強制呼出曲線
- 【読み】
- きょうせいこしゅつきょくせん
- 【英語】
- forced expiratory curve
- 【辞典・辞典種類】
- 歯科臨床検査事典
- 【詳細】
- 【意義・目的】 強制呼出曲線は、最大吸気位から最大呼出した際の呼気量を時間スケール上に記録したもので、曲線の形状は、呼気速度を表している。またこの曲線から努力肺活量(FVC)、時間呼気流量(1秒量FEV1.0 ,最大呼気中間流量FEV 25-75など)、1秒率(FEV1.0 %=FEV1.0 /FVC×100)を求め、数量化されたものを評価することもできる。
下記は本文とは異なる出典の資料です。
use nalgebra::Unit;

use super::{BarycentricCoordinates, FloatType, Ray, WorldPoint, WorldVector};
use crate::scene::MaterialIdx;

/// Result of a successful ray intersection.
#[derive(Copy, Clone, Debug, PartialEq)]
pub struct HitRecord {
    /// Ray parameter of the hit, `point == ray.point_at(t)`
    pub t: FloatType,
    pub point: WorldPoint,
    /// Unit normal, always facing against the incoming ray
    pub normal: Unit<WorldVector>,
    /// True if the ray arrived from the side the outward normal points to
    pub front_face: bool,
    /// Surface coordinates of the hit, barycentric for triangles
    pub u: FloatType,
    pub v: FloatType,
    pub material: MaterialIdx,
}

impl HitRecord {
    /// Orients the stored normal against the ray and records which side was hit.
    pub fn set_face_normal(&mut self, ray: &Ray, outward_normal: Unit<WorldVector>) {
        self.front_face = ray.direction.dot(outward_normal.as_ref()) < 0.0;
        self.normal = if self.front_face {
            outward_normal
        } else {
            -outward_normal
        };
    }

    pub fn barycentric(&self) -> BarycentricCoordinates<FloatType> {
        BarycentricCoordinates {
            u: self.u,
            v: self.v,
        }
    }
}

impl Default for HitRecord {
    fn default() -> Self {
        HitRecord {
            t: FloatType::INFINITY,
            point: WorldPoint::origin(),
            normal: WorldVector::z_axis(),
            front_face: false,
            u: 0.0,
            v: 0.0,
            material: MaterialIdx::default(),
        }
    }
}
肺疾患患者の多くは、その疾患に特有なパターンの曲線を描くので、肺疾患の種類や重症度を知るうえで有用である。歯科領域においては、手術前評価のための肺機能検査の1つとして行う。
【検査法】 測定はスパイロメータを用いて行うが、この装置にはガスの容積を測定して対応する流速を算出する容積型と、呼吸流速計で流速を測定してガスの容積を算出する流速型がある。最近では、このスパイロメトリーと同時にフローボリューム曲線を記録できる装置が普及しており、計算も自動化している。なお、フローボリューム曲線は、強制呼出曲線の形状の解析を容易にしている。
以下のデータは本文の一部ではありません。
use crate::{
    geometry::{HitRecord, Interval, Ray, WorldBox},
    scene::{Hittable, Primitive},
};

/// Group of objects, hit testing returns the closest hit of all of them.
#[derive(Clone, Debug, PartialEq)]
pub struct HittableList {
    objects: Vec<Primitive>,
    bounding_box: WorldBox,
}

impl HittableList {
    pub fn new() -> Self {
        HittableList {
            objects: Vec::new(),
            bounding_box: WorldBox::empty(),
        }
    }

    pub fn add(&mut self, object: impl Into<Primitive>) {
        let object = object.into();
        self.bounding_box = self.bounding_box.union(&object.bounding_box());
        self.objects.push(object);
    }

    pub fn objects(&self) -> &[Primitive] {
        &self.objects
    }

    pub fn len(&self) -> usize {
        self.objects.len()
    }

    pub fn is_empty(&self) -> bool {
        self.objects.is_empty()
    }
}

impl Default for HittableList {
    fn default() -> Self {
        Self::new()
    }
}

impl<P: Into<Primitive>> FromIterator<P> for HittableList {
    fn from_iter<T: IntoIterator<Item = P>>(iter: T) -> Self {
        let mut list = HittableList::new();
        for object in iter {
            list.add(object);
        }
        list
    }
}

impl Hittable for HittableList {
    fn hit(&self, ray: &Ray, ray_t: Interval, rec: &mut HitRecord) -> bool {
        let mut closest = ray_t.max;
        let mut hit_anything = false;

        for object in &self.objects {
            // Children only write the record on hit, so it always holds the closest hit so far
            if object.hit(ray, ray_t.with_max(closest), rec) {
                hit_anything = true;
                closest = rec.t;
            }
        }

        hit_anything
    }

    fn bounding_box(&self) -> WorldBox {
        self.bounding_box
    }
}
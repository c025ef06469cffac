use index_vec::IndexVec;
use thiserror::Error;

use crate::geometry::HitRecord;

index_vec::define_index_type! {
    /// Handle of a material stored in a `MaterialTable`.
    /// Primitives only carry the handle, any number of them can share one material.
    pub struct MaterialIdx = u32;
    IMPL_RAW_CONVERSIONS = true;
    DEFAULT = MaterialIdx::from_raw_unchecked(0);
}

#[derive(Debug, Error, PartialEq, Eq)]
#[error("Material {index:?} is not in the table ({len} materials)")]
pub struct MaterialLookupError {
    pub index: MaterialIdx,
    pub len: usize,
}

/// Storage of materials referenced by primitives.
#[derive(Clone, Debug)]
pub struct MaterialTable<M> {
    materials: IndexVec<MaterialIdx, M>,
}

impl<M> MaterialTable<M> {
    pub fn new() -> Self {
        MaterialTable {
            materials: IndexVec::new(),
        }
    }

    pub fn push(&mut self, material: M) -> MaterialIdx {
        self.materials.push(material)
    }

    pub fn len(&self) -> usize {
        self.materials.len()
    }

    pub fn is_empty(&self) -> bool {
        self.materials.is_empty()
    }

    pub fn get(&self, index: MaterialIdx) -> Result<&M, MaterialLookupError> {
        self.materials.get(index).ok_or(MaterialLookupError {
            index,
            len: self.materials.len(),
        })
    }

    /// Material of the surface that was hit.
    pub fn resolve(&self, rec: &HitRecord) -> Result<&M, MaterialLookupError> {
        self.get(rec.material)
    }
}

impl<M> Default for MaterialTable<M> {
    fn default() -> Self {
        Self::new()
    }
}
まず被験者の着衣をゆるめ、深呼吸が楽にできるようにし、座位または立位でマウスピースをくわえさせる。このとき口元からの空気の漏れがないことを確かめる。そして安静呼吸から最大限に息を吸わせ、すぐにできるだけ強く速く呼出させ、これ以上吐けなくなるまで努力させる。得られた曲線はすぐに調べて十分な努力がされているかどうかチェックする。
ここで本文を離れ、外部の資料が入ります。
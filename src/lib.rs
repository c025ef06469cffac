pub mod geometry;
pub mod scene;
pub mod util;

pub use geometry::{HitRecord, Interval, Ray};
pub use scene::{Hittable, HittableList, MaterialIdx, MaterialTable, Primitive, Sphere, Triangle};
【結果・評価】 FEVが4.0でFVCが5.0の正常者の場合、1秒間に呼出する量は41であり、全部で51呼出されたことになる。この場合、努力肺活量は51となり、1秒率は80%である。慢性閉塞性肺疾患者(肺気腫、慢性気管支炎など)は、呼出速度が遅く努力肺活量も少ない。1秒率は42%と低値である。それに対して、拘束性肺疾患者(肺繊維症、胸郭変形、胸膜異常など)は、1秒率は90%と呼出速度は正常であるが、肺活量が低値である。